1. The contention that Ronfra is entitled to have sums spent for litigation, attorney fees and interest, in defending the owners against Georgia Pacific's claims of lien paid for by the materialman J J, or set off against what Ronfra owed J J on account, is without merit. There can be no quantum meruit recovery under Code § 3-107. In addition to other equally good reasons, it should be pointed out that J J was not a required defendant in the foreclosure suits, being a bankrupt (Code Ann. § 67-2002 (3)) and that as such bankrupt it had listed Georgia Pacific as a creditor in its bankruptcy schedule. There is no reason to believe that J J wanted to be defended or that successful prosecution of the liens would have accomplished anything to its ultimate advantage. "The relation of attorney and client is created by contract; and litigants who have not thus assumed liability for attorney's fees can not generally be held liable therefore, although they have been benefited, directly or indirectly, by the attorney's services." Christian Women's Benevolent Assn. v. Atlanta Trust Co., 181 Ga. 576 ( 183 S.E. 551).
2. The third party action fails to state a claim against Georgia Pacific based on malicious use of process. The lien suit, questioning whether a supplier of materials to a prime materialman who supplies them to general contractor who uses them in construction of real estate may take advantage of Georgia lien foreclosure procedure, had not previously been decided in this state. After the decision in this court holding it could not do so ( 126 Ga. App. 191, supra), application for writ of certiorari was made to and granted by the Supreme Court on behalf of this litigant, which held ( 229 Ga. 803, supra) that upon "further careful consideration of the issues presented by the appeal, we have concluded that the opinion of the Court of Appeals correctly states the law." The Supreme Court is bound by Code Ann. § 24-4537 (j) which states: "A review on certiorari [to the Court of Appeals] is not a matter of right, but of sound judicial discretion.

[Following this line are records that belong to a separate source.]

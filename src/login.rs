use reqwest::{Client, StatusCode, Url, header::LOCATION};

use crate::{
    error::{Error, Result},
    parse,
    scrape::Session,
};

const MAX_REDIRECT_HOPS: usize = 5;

/// Fetches the login form, submits the credentials and leaves the session's
/// jar holding cookies for both the member and the lecture domain. The jar is
/// persisted on success.
///
/// A page without an anti-forgery token is not an error here: the form is
/// posted with an empty token and the server's answer decides.
pub async fn login(session: &Session) -> Result<()> {
    let Session {
        client,
        credentials,
        endpoints,
        ..
    } = session;

    tracing::info!(target: "login", "\x1b[33mlogging in\x1b[0m as {}", credentials.login_id);

    let page = client
        .get(&endpoints.login_page)
        .send()
        .await?
        .error_for_status()?
        .text()
        .await?;

    let token = parse::extract_token(&page).unwrap_or_else(|| {
        tracing::warn!(target: "login", "no _token on the login page, posting an empty one");
        Default::default()
    });

    let form = [
        ("_token", token.as_str()),
        ("login_id", credentials.login_id.as_str()),
        ("password", credentials.password()),
        ("keep_login", "on"),
    ];
    let response = client
        .post(&endpoints.login_post)
        .form(&form)
        .send()
        .await?;

    let status = response.status();
    if status != StatusCode::OK && status != StatusCode::FOUND {
        tracing::error!(target: "login", "\x1b[31mlogin rejected\x1b[0m: {status}");
        return Err(Error::Auth { status });
    }

    if status == StatusCode::FOUND {
        if let Some(location) = location_of(&response) {
            follow(client, location, Url::parse(&endpoints.account).ok().as_ref()).await;
        }
    }

    // The login response only sets member-domain cookies; the lecture site
    // issues its own on first visit.
    match client.get(&endpoints.home).send().await {
        Ok(r) => tracing::debug!(target: "login", "home visited: {}", r.status()),
        Err(e) => tracing::warn!(target: "login", "home visit failed: {e}"),
    }

    session.persist()?;
    tracing::info!(target: "login", "\x1b[36mlogged in\x1b[0m");
    Ok(())
}

fn location_of(response: &reqwest::Response) -> Option<Url> {
    let raw = response.headers().get(LOCATION)?.to_str().ok()?;
    match response.url().join(raw) {
        Ok(url) => Some(url),
        Err(e) => {
            tracing::warn!(target: "login", "unusable Location {raw:?}: {e}");
            None
        }
    }
}

/// GETs along a redirect chain, stopping short of `stop` (the account page,
/// which the fetcher requests itself and counts against its attempts).
async fn follow(client: &Client, mut url: Url, stop: Option<&Url>) {
    for _ in 0..MAX_REDIRECT_HOPS {
        if stop == Some(&url) {
            tracing::debug!(target: "login", "redirect reached the account page, not following");
            return;
        }
        tracing::debug!(target: "login", "following redirect to {url}");
        let response = match client.get(url.clone()).send().await {
            Ok(r) => r,
            Err(e) => {
                tracing::warn!(target: "login", "redirect to {url} failed: {e}");
                return;
            }
        };
        if !response.status().is_redirection() {
            return;
        }
        match location_of(&response) {
            Some(next) => url = next,
            None => return,
        }
    }
    tracing::warn!(target: "login", "stopped after {MAX_REDIRECT_HOPS} redirects at {url}");
}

An application for the writ will be granted only in cases involving gravity and importance." Had the Supreme Court considered Georgia Pacific's claim of lien so obviously lacking in merit as to show an absence of probable cause on its face, it could not under its own rules have granted the writ, or at most, the improvident grant would ultimately have resulted in dismissal. Wender Roberts, Inc. v. Jones, 213 Ga. 375 ( 99 S.E.2d 142). The right to pursue lien foreclosure being an open question at the time which necessitated careful consideration at both appellate levels, it is obvious that lack of probable cause, one of the three essentials for maintaining such a suit, is absent. See Crawford v. Theo, 112 Ga. App. 83, 85 ( 143 S.E.2d 750).
Judgment affirmed. Hall, P. J., and Stolz, J., concur.